**SUPPLIED DATA:**
--

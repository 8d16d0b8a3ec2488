//! Static file resolution: maps request paths onto files under `STATIC_DIR`.

use std::path::{Component, Path, PathBuf};

use axum::{
    extract::State,
    http::{header, StatusCode, Uri},
    response::{IntoResponse, Response},
};
use tracing::debug;

use crate::errors::AppError;
use crate::state::AppState;

pub const ROOT_DOCUMENT: &str = "index.html";
pub const NOT_FOUND_DOCUMENT: &str = "404.html";

const HTML: &str = "text/html";

/// A request path mapped to a file on disk and the type it is served as.
#[derive(Debug, Clone, PartialEq, Eq)]
pub struct ResolvedAsset {
    pub path: PathBuf,
    pub content_type: &'static str,
}

impl ResolvedAsset {
    /// Images go out as raw bytes; everything else is decoded as UTF-8 text,
    /// with invalid sequences replaced.
    pub fn is_binary(&self) -> bool {
        self.content_type.starts_with("image/")
    }
}

/// Content type by file extension (without the dot). Unknown or missing
/// extensions are served as HTML.
pub fn content_type_for(extension: Option<&str>) -> &'static str {
    match extension {
        Some("css") => "text/css",
        Some("js") => "text/javascript",
        Some("png") => "image/png",
        Some("jpg") => "image/jpeg",
        Some("gif") => "image/gif",
        Some("txt") => "text/plain",
        _ => HTML,
    }
}

/// Maps a request path onto `root`.
///
/// `/` is the root document and extensionless paths get `.html` appended.
/// Returns `None` for paths that would leave `root` (`..`, `.`), which the
/// caller treats as a miss.
pub fn resolve(root: &Path, request_path: &str) -> Option<ResolvedAsset> {
    let relative = Path::new(request_path.trim_start_matches('/'));
    if relative.as_os_str().is_empty() {
        return Some(ResolvedAsset {
            path: root.join(ROOT_DOCUMENT),
            content_type: HTML,
        });
    }

    let mut path = root.to_path_buf();
    for component in relative.components() {
        match component {
            Component::Normal(part) => path.push(part),
            _ => return None,
        }
    }

    let extension = relative.extension().and_then(|e| e.to_str());
    if extension.is_none() {
        path.as_mut_os_string().push(".html");
    }

    Some(ResolvedAsset {
        path,
        content_type: content_type_for(extension),
    })
}

pub fn not_found_asset(root: &Path) -> ResolvedAsset {
    ResolvedAsset {
        path: root.join(NOT_FOUND_DOCUMENT),
        content_type: HTML,
    }
}

async fn is_file(path: &Path) -> bool {
    tokio::fs::metadata(path)
        .await
        .map(|m| m.is_file())
        .unwrap_or(false)
}

async fn serve_file(asset: &ResolvedAsset, status: StatusCode) -> Result<Response, AppError> {
    let headers = [(header::CONTENT_TYPE, asset.content_type)];
    let data = tokio::fs::read(&asset.path).await?;
    let response = if asset.is_binary() {
        (status, headers, data).into_response()
    } else {
        let text = String::from_utf8_lossy(&data).into_owned();
        (status, headers, text).into_response()
    };
    Ok(response)
}

/// Fallback for every request not claimed by an API route.
pub async fn handle_static(State(state): State<AppState>, uri: Uri) -> Result<Response, AppError> {
    let root = &state.config.static_dir;

    if let Some(asset) = resolve(root, uri.path()) {
        if is_file(&asset.path).await {
            return serve_file(&asset, StatusCode::OK).await;
        }
    }

    debug!("No static asset for {}", uri.path());
    serve_file(&not_found_asset(root), StatusCode::NOT_FOUND).await
}

#[cfg(test)]
mod tests {
    use super::*;

    #[test]
    fn test_content_type_table() {
        let cases = [
            (Some("css"), "text/css"),
            (Some("js"), "text/javascript"),
            (Some("png"), "image/png"),
            (Some("jpg"), "image/jpeg"),
            (Some("gif"), "image/gif"),
            (Some("txt"), "text/plain"),
            (Some("html"), "text/html"),
            (Some("svg"), "text/html"),
            (None, "text/html"),
        ];
        for (extension, expected) in cases {
            assert_eq!(content_type_for(extension), expected, "{extension:?}");
        }
    }

    #[test]
    fn test_root_maps_to_index() {
        let asset = resolve(Path::new("/srv"), "/").unwrap();
        assert_eq!(asset.path, PathBuf::from("/srv/index.html"));
        assert_eq!(asset.content_type, "text/html");
    }

    #[test]
    fn test_extensionless_path_gets_html_suffix() {
        let asset = resolve(Path::new("/srv"), "/about").unwrap();
        assert_eq!(asset.path, PathBuf::from("/srv/about.html"));
        assert_eq!(asset.content_type, "text/html");

        let nested = resolve(Path::new("/srv"), "/docs/terms/").unwrap();
        assert_eq!(nested.path, PathBuf::from("/srv/docs/terms.html"));
    }

    #[test]
    fn test_extension_drives_type_and_path_is_kept() {
        let asset = resolve(Path::new("/srv"), "/img/logo.png").unwrap();
        assert_eq!(asset.path, PathBuf::from("/srv/img/logo.png"));
        assert!(asset.is_binary());

        let script = resolve(Path::new("/srv"), "/app.js").unwrap();
        assert_eq!(script.content_type, "text/javascript");
        assert!(!script.is_binary());
    }

    #[test]
    fn test_traversal_is_refused() {
        assert!(resolve(Path::new("/srv"), "/../etc/passwd").is_none());
        assert!(resolve(Path::new("/srv"), "/img/../../secret.txt").is_none());
        assert!(resolve(Path::new("/srv"), "/./index.html").is_none());
    }

    #[test]
    fn test_not_found_asset_is_html() {
        let asset = not_found_asset(Path::new("/srv"));
        assert_eq!(asset.path, PathBuf::from("/srv/404.html"));
        assert_eq!(asset.content_type, "text/html");
    }
}
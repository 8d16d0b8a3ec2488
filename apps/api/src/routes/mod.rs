use axum::{extract::DefaultBodyLimit, routing::post, Router};

use crate::analysis::handlers::handle_analyze_text;
use crate::assets::handle_static;
use crate::state::AppState;
use crate::upload::handle_upload_pdf;


/// Two API routes, everything else goes to the static resolver. Other
/// methods on the API paths fall through to static serving as well.
pub fn build_router(state: AppState) -> Router {
    let body_limit = state.config.max_upload_bytes;

    Router::new()
        .route(
            "/upload-pdf",
            post(handle_upload_pdf).fallback(handle_static),
        )
        .route(
            "/analyze-text",
            post(handle_analyze_text).fallback(handle_static),
        )
        .fallback(handle_static)
        .layer(DefaultBodyLimit::max(body_limit))
        .with_state(state)
}
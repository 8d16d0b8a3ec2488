use std::path::PathBuf;
use std::time::Duration;

use anyhow::{Context, Result};

const DEFAULT_STATIC_DIR: &str = "public";
const DEFAULT_MAX_UPLOAD_BYTES: usize = 25 * 1024 * 1024;
const DEFAULT_LLM_TIMEOUT_SECS: u64 = 120;

/// Application configuration loaded from environment variables.
/// Fails at startup if `PORT` is missing. `GOOGLE_KEY` is only checked when
/// a contract analysis is requested.
#[derive(Debug, Clone)]
pub struct Config {
    pub port: u16,
    pub google_key: Option<String>,
    pub static_dir: PathBuf,
    pub max_upload_bytes: usize,
    pub llm_timeout: Duration,
    pub rust_log: String,
}

impl Config {
    pub fn from_env() -> Result<Self> {
        dotenvy::dotenv().ok(); // load .env if present; ignore if missing

        Ok(Config {
            port: require_env("PORT")?
                .parse::<u16>()
                .context("PORT must be a valid port number")?,
            google_key: std::env::var("GOOGLE_KEY")
                .ok()
                .filter(|key| !key.trim().is_empty()),
            static_dir: std::env::var("STATIC_DIR")
                .map(PathBuf::from)
                .unwrap_or_else(|_| PathBuf::from(DEFAULT_STATIC_DIR)),
            max_upload_bytes: optional_env("MAX_UPLOAD_BYTES", DEFAULT_MAX_UPLOAD_BYTES)?,
            llm_timeout: Duration::from_secs(optional_env(
                "LLM_TIMEOUT_SECS",
                DEFAULT_LLM_TIMEOUT_SECS,
            )?),
            rust_log: std::env::var("RUST_LOG").unwrap_or_else(|_| "info".to_string()),
        })
    }

    /// Everything defaulted except the static root.
    #[cfg(test)]
    pub fn with_static_dir(static_dir: impl Into<PathBuf>) -> Self {
        Config {
            port: 0,
            google_key: None,
            static_dir: static_dir.into(),
            max_upload_bytes: DEFAULT_MAX_UPLOAD_BYTES,
            llm_timeout: Duration::from_secs(DEFAULT_LLM_TIMEOUT_SECS),
            rust_log: "info".to_string(),
        }
    }
}

fn require_env(key: &str) -> Result<String> {
    std::env::var(key).with_context(|| format!("Required environment variable '{key}' is not set"))
}

fn optional_env<T>(key: &str, default: T) -> Result<T>
where
    T: std::str::FromStr,
    T::Err: std::error::Error + Send + Sync + 'static,
{
    match std::env::var(key) {
        Ok(raw) => raw
            .trim()
            .parse::<T>()
            .with_context(|| format!("Environment variable '{key}' has an invalid value: {raw}")),
        Err(_) => Ok(default),
    }
}

#[cfg(test)]
mod tests {
    use super::*;

    #[test]
    fn test_with_static_dir_uses_defaults() {
        let config = Config::with_static_dir("/srv/site");
        assert_eq!(config.static_dir, PathBuf::from("/srv/site"));
        assert_eq!(config.max_upload_bytes, 25 * 1024 * 1024);
        assert_eq!(config.llm_timeout, Duration::from_secs(120));
        assert!(config.google_key.is_none());
    }

    #[test]
    fn test_optional_env_falls_back_when_unset() {
        let value: u64 = optional_env("CLAUSELENS_TEST_UNSET_VARIABLE", 42).unwrap();
        assert_eq!(value, 42);
    }
}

--

An exact copy of the lines above, from the one containing "const DEFAULT_STATIC_DIR: &str" down to the one containing "only checked when" and including both, is the whole answer; retype it and nothing else.

**YOUR SOLUTION:**
const DEFAULT_STATIC_DIR: &str = "public";
const DEFAULT_MAX_UPLOAD_BYTES: usize = 25 * 1024 * 1024;
const DEFAULT_LLM_TIMEOUT_SECS: u64 = 120;

/// Application configuration loaded from environment variables.
/// Fails at startup if `PORT` is missing. `GOOGLE_KEY` is only checked when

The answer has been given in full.